Saved entries
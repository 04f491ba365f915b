//! Streaming conversion API: job events as a cancellable stream.
//!
//! ## Why stream?
//!
//! The manager's callback surface fits UI controllers; everything else —
//! async state machines, tests, services — composes better against a
//! `Stream`. This module runs the same worker and assembly as the manager
//! but yields typed [`JobEvent`]s instead of invoking callbacks, and hands
//! back a [`JobHandle`] whose `cancel` has the same queue-boundary
//! semantics as [`crate::PipelineManager::cancel`].
//!
//! The ordering contract carries over: progress events in order, then
//! exactly one terminal event, then the stream ends.

use crate::config::JobConfig;
use crate::error::Img2PdfError;
use crate::event::{InputImage, ProgressEvent, WorkerCommand, WorkerEvent};
use crate::output::ConversionOutput;
use crate::worker;
use std::pin::Pin;
use std::time::Instant;
use tokio::sync::mpsc;
use tokio_stream::{wrappers::UnboundedReceiverStream, Stream};
use tracing::warn;

/// A boxed stream of job events.
pub type JobStream = Pin<Box<dyn Stream<Item = JobEvent> + Send>>;

/// Events yielded by [`convert_stream`].
#[derive(Debug)]
pub enum JobEvent {
    /// One image is about to be processed.
    Progress(ProgressEvent),
    /// Terminal: the finished document and its stats.
    Complete(ConversionOutput),
    /// Terminal: cancellation observed at a queue boundary.
    Cancelled,
    /// Terminal: the job failed as a whole.
    Failed(Img2PdfError),
}

/// Handle for cancelling a streaming job.
pub struct JobHandle {
    commands: mpsc::UnboundedSender<WorkerCommand>,
}

impl JobHandle {
    /// Request cooperative cancellation; takes effect at the next queue
    /// boundary. Safe to call after the job finished.
    pub fn cancel(&self) {
        let _ = self.commands.send(WorkerCommand::Cancel);
    }
}

/// Convert images to a PDF, yielding progress as a stream.
///
/// # Errors
/// Rejects an empty file list synchronously; everything later arrives as a
/// terminal [`JobEvent`] on the stream.
pub fn convert_stream(
    files: Vec<InputImage>,
    config: JobConfig,
) -> Result<(JobStream, JobHandle), Img2PdfError> {
    if files.is_empty() {
        return Err(Img2PdfError::EmptyJob);
    }

    let (cmd_tx, cmd_rx) = mpsc::unbounded_channel();
    let (evt_tx, mut evt_rx) = mpsc::unbounded_channel();
    let (out_tx, out_rx) = mpsc::unbounded_channel();

    tokio::spawn(worker::run(cmd_rx, evt_tx));
    cmd_tx
        .send(WorkerCommand::Start {
            files,
            config: config.clone(),
        })
        .map_err(|_| Img2PdfError::WorkerFault("worker refused start command".into()))?;

    let handle = JobHandle {
        commands: cmd_tx,
    };

    tokio::spawn(async move {
        let started = Instant::now();
        loop {
            match evt_rx.recv().await {
                Some(WorkerEvent::Progress(p)) => {
                    if out_tx.send(JobEvent::Progress(p)).is_err() {
                        // Stream consumer is gone; keep draining so the
                        // worker still reaches its terminal event.
                        warn!("Job stream dropped mid-run");
                    }
                }
                Some(WorkerEvent::Complete(payload)) => {
                    let event =
                        match crate::manager::settle_completion(payload, &config, started).await {
                            Ok(output) => JobEvent::Complete(output),
                            Err(e) => JobEvent::Failed(e),
                        };
                    let _ = out_tx.send(event);
                    break;
                }
                Some(WorkerEvent::Cancelled) => {
                    let _ = out_tx.send(JobEvent::Cancelled);
                    break;
                }
                Some(WorkerEvent::Error { message }) => {
                    let _ = out_tx.send(JobEvent::Failed(Img2PdfError::WorkerFault(message)));
                    break;
                }
                None => {
                    let _ = out_tx.send(JobEvent::Failed(Img2PdfError::WorkerFault(
                        "worker channel closed without a terminal event".into(),
                    )));
                    break;
                }
            }
        }
    });

    Ok((Box::pin(UnboundedReceiverStream::new(out_rx)), handle))
}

▶ [Your goal] Review the preceding data and report every line that includes the string "files".

▶ [Answer]
    files: Vec<InputImage>,
    if files.is_empty() {
            files,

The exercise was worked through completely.